Dopo una breve deposizione, mi misero in una stanzetta in compagnia di un carabiniere nella “infinita” attesa che venisse il MAGISTRATO a interrogarmi, e questo mi fu annunciato chiaramente dal carabiniere. Il Magistrato venne e mi interrogò facendomi per quasi due ore domande esclusivamente sulla politica e relative ai brigatisti, chiedendomi anche se conoscevo Severino Santiapichi e il motivo per cui ero andata vicino casa sua; e comunque mai in quelle domande mi fu ventilato o alluso a qualcosa relativo ad un probabile “investimento stradale”, e mi era chiaro e logico che l’accusa del mio fermo -e dell’Accetti- era di “sospetti brigatisti rossi” . Solo verso le ore 7.30/7.45 del mattino, quando nel ri-raccontare la mia giornata del 20 dicembre, io spontaneamente parlai del furgone guasto dell’Accetti, rottosi nel pomeriggio in pineta, e qui il carabiniere che assisteva al mio interrogatorio davanti al Magistrato, mi interruppe e mi chiese delucidazioni sul furgone, informandomi su di un investimento mortale, successo lì in pineta, ad opera di un pirata della strada. Se io non avessi spontaneamente nominato il furgone, i carabinieri alle 8 di quel mattino ancora ignoravano la presenza del furgone rotto in pineta, e di conseguenza non avevano ancora collegato l’Accetti all’incidente mortale.

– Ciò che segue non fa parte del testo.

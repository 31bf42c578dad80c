pub mod image_upload;

pub use image_upload::{ImageUploader, S3ImageUploader};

Quindi, dato che fui io a rivelare l’esistenza di un furgone rotto in pineta, do per scontato -perché non può essere altrimenti- che anche Marco Accetti inizialmente fu sottoposto a interrogatorio sul terrorismo rosso dal Magistrato venuto in caserma appositamente per questo, e poi, dopo la mia rivelazione, interrogato dai carabinieri esclusivamente sull’incidente stradale …e quindi arrestato. Il Magistrato di quella lunga notte passata nel comando dei carabinieri di Ostia, era DOMENICO SICA. E questo lo ricordo benissimo e mi rimase impresso nella memoria semplicemente perché ERA UN BELL’UOMO, che io nei mesi seguenti seguii guardandolo al telegiornale e sui quotidiani… Per quanto riguarda la polemica dell’interrogatorio “verbalizzato sì-verbalizzato no”, io leggo su un verbale dei carabinieri del 21 dicembre 1983, riguardo la mia persona, una frase a fine rapporto che recita “Forniva infine altre generiche indicazioni”: e per me in questa frase è stringato il “colloquio” sui Brigatisti che io ebbi con Sica.
Volevo infine rispondere alla sig.ra Paola che scrive: “Alquanto singolare appare la coincidenza che anche la ex compagna del testimone, Patrizia D.B., negli anni ’80, fosse anch’essa suonatrice di FLAUTO TRAVERSO…..” Signora Paola vedo che lei è molto informata sui miei studi tanto da citare anche gli anni, sicuramente queste informazioni le avrà lette su uno dei miei tanti curriculum vitae in circolazione su internet -io sono una persona pubblica- quindi se mi ha letto sa che mi occupo di TEATRO e avrà anche letto che sono una MUSICISTA che oltre al Flauto Traverso, suono anche il pianoforte, l’harmonium, il TRAVERSIERE, le percussioni su tamburo, i FLAUTI a becco, l’arpa medievale, e infine la SYMPHONIA (antico strumento medievale antecedente la ghironda) che è in assoluto lo strumento musicale che preferisco… quindi la “singolare coincidenza” sinceramente non la vedo, anche perché io personalmente , solo a Roma, conosco decine di FLAUTISTI!”.